È il risultato della politica della “attrattività” perseguita dall’amministrazione del sindaco Giuseppe Sala. Milano è diventata metropoli “attrattiva” dal punto di vista immobiliare, nel senso che attira capitali da tutto il mondo e da tutta Italia, con la promessa di rendite alte e sempre in crescita. Ma questo premia soprattutto i grandi fondi arabi e americani che arrivano a investire qui e anche i piccoli e medi investitori italiani che sbarcano a Milano in cerca di un investimento che si promette sicuro. Ma punisce i milanesi, che devono indebitarsi sempre più pesantemente per far fronte ai mutui contratti. Chi ha chiesto soldi alle banche quando i tassi erano particolarmente favorevoli, ora è precipitato in una situazione in cui, con i tassi lievitati, i debiti sono diventati pesantissimi.

Più in generale, c’è forse un avvio di “americanizzazione” della situazione finanziaria italiana.

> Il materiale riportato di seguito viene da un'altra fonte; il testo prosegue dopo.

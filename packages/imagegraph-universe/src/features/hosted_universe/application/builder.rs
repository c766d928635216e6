//! Universe Builder
//!
//! Turns the converged analysis universe into the compilation universe in one
//! pass: choose the hosted element set, number types in hierarchy order,
//! encode type-check ranges, lay out dispatch tables and resolve the
//! implementations of every method.

use crate::config::{UniverseConfig, ValidatedConfig};
use crate::errors::{BuildError, Result};
use crate::features::analysis_universe::AnalysisUniverse;
use crate::features::hosted_universe::domain::{
    encode_ranges, HostedField, HostedFieldId, HostedMethod, HostedMethodId, HostedType,
    HostedTypeId, HostedUniverse, TypeCheckRange,
};
use crate::features::hosted_universe::infrastructure::{build_dispatch_tables, order_types};
use crate::shared::models::{FieldId, MethodId, TypeId};
use parking_lot::Mutex;
use rustc_hash::{FxHashMap, FxHashSet};
use tracing::{debug, info};

#[derive(Debug, Clone, Default)]
pub struct UniverseBuilder {
    config: UniverseConfig,
    main_entry_point: Option<String>,
}

impl UniverseBuilder {
    pub fn new(config: UniverseConfig) -> Self {
        Self {
            config,
            main_entry_point: None,
        }
    }

    pub fn from_config(config: &ValidatedConfig) -> Self {
        let builder = Self::new(config.universe());
        match config.main_entry_point() {
            Some(name) => builder.main_entry_point(name),
            None => builder,
        }
    }

    /// Builder: Require a named main entry point (`Type.name(Params)`)
    pub fn main_entry_point(mut self, qualified_name: impl Into<String>) -> Self {
        self.main_entry_point = Some(qualified_name.into());
        self
    }

    pub fn build(&self, universe: &AnalysisUniverse) -> Result<HostedUniverse> {
        let entry_points = universe.entry_points();
        if entry_points.is_empty() {
            return Err(BuildError::NoEntryPoints);
        }
        let main = self.resolve_main(universe)?;

        let methods: Vec<MethodId> = universe
            .methods()
            .iter()
            .filter(|m| m.is_reachable() || m.is_entry_point())
            .map(|m| m.id())
            .collect();
        let fields: Vec<FieldId> = universe
            .fields()
            .iter()
            .filter(|f| f.is_reachable())
            .map(|f| f.id())
            .collect();

        let included = hosted_type_set(universe, &methods, &fields);
        let order = order_types(universe, &included);
        let type_map: FxHashMap<TypeId, HostedTypeId> = order
            .iter()
            .enumerate()
            .map(|(pos, &ty)| (ty, HostedTypeId::from_index(pos)))
            .collect();

        let ranges = type_check_ranges(universe, &order, &type_map);
        let tables = build_dispatch_tables(universe, &order, &ranges);
        debug!(types = order.len(), dispatchable = tables.slots.len(), "Laid out dispatch tables");

        let mut methods = methods;
        methods.sort_by(|&a, &b| {
            let (ma, mb) = (universe.method(a), universe.method(b));
            type_map[&ma.declaring_type()]
                .cmp(&type_map[&mb.declaring_type()])
                .then_with(|| ma.qualified_name().cmp(mb.qualified_name()))
        });
        let method_map: FxHashMap<MethodId, HostedMethodId> = methods
            .iter()
            .enumerate()
            .map(|(pos, &m)| (m, HostedMethodId::from_index(pos)))
            .collect();

        let mut fields = fields;
        fields.sort_by(|&a, &b| {
            let (fa, fb) = (universe.field(a), universe.field(b));
            type_map[&fa.declaring_type()]
                .cmp(&type_map[&fb.declaring_type()])
                .then_with(|| fa.name().cmp(fb.name()))
        });
        let field_map: FxHashMap<FieldId, HostedFieldId> = fields
            .iter()
            .enumerate()
            .map(|(pos, &f)| (f, HostedFieldId::from_index(pos)))
            .collect();

        let hosted_types = order
            .iter()
            .zip(ranges)
            .zip(tables.vtables)
            .enumerate()
            .map(|(pos, ((&ty, type_check_ranges), vtable))| {
                let t = universe.ty(ty);
                HostedType {
                    id: HostedTypeId::from_index(pos),
                    analysis: ty,
                    name: t.name().to_string(),
                    kind: t.kind(),
                    is_abstract: t.is_abstract(),
                    is_instantiated: t.is_instantiated(),
                    superclass: t.superclass().and_then(|s| type_map.get(&s).copied()),
                    interfaces: t.interfaces().iter().filter_map(|i| type_map.get(i).copied()).collect(),
                    type_check_ranges,
                    vtable: vtable
                        .into_iter()
                        .map(|slot| slot.and_then(|m| method_map.get(&m).copied()))
                        .collect(),
                }
            })
            .collect::<Vec<_>>();

        let hosted_methods = methods
            .iter()
            .enumerate()
            .map(|(pos, &m)| {
                let method = universe.method(m);
                let id = HostedMethodId::from_index(pos);
                let vtable_index = tables.slots.get(&m).copied();
                let implementations = match vtable_index {
                    Some(_) => dispatch_targets(universe, &order, &hosted_types, &type_map, &method_map, m),
                    None if method.has_body() => vec![id],
                    None => Vec::new(),
                };
                HostedMethod {
                    id,
                    analysis: m,
                    declaring: type_map[&method.declaring_type()],
                    name: method.name().to_string(),
                    qualified_name: method.qualified_name().to_string(),
                    has_body: method.has_body(),
                    is_entry_point: method.is_entry_point(),
                    vtable_index,
                    implementations,
                    compiled: Mutex::new(None),
                }
            })
            .collect();

        let hosted_fields = fields
            .iter()
            .enumerate()
            .map(|(pos, &f)| {
                let field = universe.field(f);
                HostedField {
                    id: HostedFieldId::from_index(pos),
                    analysis: f,
                    declaring: type_map[&field.declaring_type()],
                    name: field.name().to_string(),
                    qualified_name: field.qualified_name().to_string(),
                    declared_type: type_map.get(&field.declared_type()).copied(),
                    is_static: field.is_static(),
                }
            })
            .collect();

        let mut hosted_entry_points: Vec<HostedMethodId> =
            entry_points.iter().filter_map(|m| method_map.get(m).copied()).collect();
        hosted_entry_points.sort_unstable();

        let hosted = HostedUniverse {
            types: hosted_types,
            methods: hosted_methods,
            fields: hosted_fields,
            main_entry_point: main.and_then(|m| method_map.get(&m).copied()),
            type_map,
            method_map,
            field_map,
            entry_points: hosted_entry_points,
        };

        info!(
            types = hosted.types.len(),
            methods = hosted.methods.len(),
            fields = hosted.fields.len(),
            entry_points = hosted.entry_points.len(),
            "Built hosted universe"
        );
        if self.config.print_universe {
            hosted.print_universe();
        }
        Ok(hosted)
    }

    fn resolve_main(&self, universe: &AnalysisUniverse) -> Result<Option<MethodId>> {
        let Some(name) = &self.main_entry_point else {
            return Ok(None);
        };
        universe
            .lookup_method(name)
            .filter(|&m| universe.method(m).is_entry_point())
            .map(Some)
            .ok_or_else(|| BuildError::MainEntryPointNotFound { name: name.clone() })
    }
}

/// Reachable types, declaring types of hosted members, and all their supertypes
fn hosted_type_set(universe: &AnalysisUniverse, methods: &[MethodId], fields: &[FieldId]) -> FxHashSet<TypeId> {
    let mut seeds: Vec<TypeId> = universe
        .types()
        .iter()
        .filter(|t| t.is_reachable())
        .map(|t| t.id())
        .collect();
    seeds.extend(methods.iter().map(|&m| universe.method(m).declaring_type()));
    seeds.extend(fields.iter().map(|&f| universe.field(f).declaring_type()));

    let mut included = FxHashSet::default();
    for ty in seeds {
        if included.insert(ty) {
            included.extend(universe.supertypes(ty));
        }
    }
    included
}

fn type_check_ranges(
    universe: &AnalysisUniverse,
    order: &[TypeId],
    type_map: &FxHashMap<TypeId, HostedTypeId>,
) -> Vec<Vec<TypeCheckRange>> {
    let mut members: Vec<Vec<u32>> = (0..order.len()).map(|pos| vec![pos as u32]).collect();
    for (pos, &ty) in order.iter().enumerate() {
        for sup in universe.supertypes(ty) {
            if let Some(sup_id) = type_map.get(&sup) {
                members[sup_id.index()].push(pos as u32);
            }
        }
    }
    members.into_iter().map(encode_ranges).collect()
}

/// Concrete targets of a dispatchable method over instantiated subtypes
fn dispatch_targets(
    universe: &AnalysisUniverse,
    order: &[TypeId],
    hosted_types: &[HostedType],
    type_map: &FxHashMap<TypeId, HostedTypeId>,
    method_map: &FxHashMap<MethodId, HostedMethodId>,
    method: MethodId,
) -> Vec<HostedMethodId> {
    let declaring = type_map[&universe.method(method).declaring_type()];
    let mut targets: Vec<HostedMethodId> = hosted_types[declaring.index()]
        .type_check_ranges
        .iter()
        .flat_map(|r| r.start as usize..r.end as usize)
        .filter(|&pos| universe.ty(order[pos]).is_concrete_class() && hosted_types[pos].is_instantiated)
        .filter_map(|pos| universe.resolve_concrete_method(order[pos], method))
        .filter_map(|m| method_map.get(&m).copied())
        .collect();
    targets.sort_unstable();
    targets.dedup();
    targets
}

Le province più ricche, al Nord, sono anche quelle dove le famiglie sono più indebitate. Nella classifica, subito dopo Milano, c’è infatti Monza-Brianza al secondo posto (con un’esposizione media di 31.984, +3 per cento rispetto all’anno precedente), Como al quinto posto (con 30.276 euro, +3,8 per cento), Varese all’ottavo (con un debito medio di 28.967 euro) e Lodi al decimo (con 28.176 euro a famiglia).

Questo, in un momento in cui gli istituti di credito stringono i cordoni della borsa e rendono i finanziamenti più difficili. In questa situazione, la Cgia veneta segnala un rischio: “Con il crollo dei prestiti bancari delle ultime stagioni, oggi c’è il pericolo oggettivo della crescita del fenomeno strozzinaggio”. L’usura alle porte. L’allarme delle organizzazioni degli imprenditori e dei commercianti, e perfino dei centri di ascolto della Diocesi di Milano, non si traduce però in denunce che rendano possibili interventi concreti. Le denunce per usura presentate a Milano e provincia nel 2022 sono solo undici. E la coordinatrice della Direzione distrettuale antimafia di Milano, Alessandra Dolci, segnala: “A noi arrivano poche denunce e sono poche le richieste di accesso al fondo di assistenza economica alle vittime di usura”. Milanesi indebitati e sfiduciati.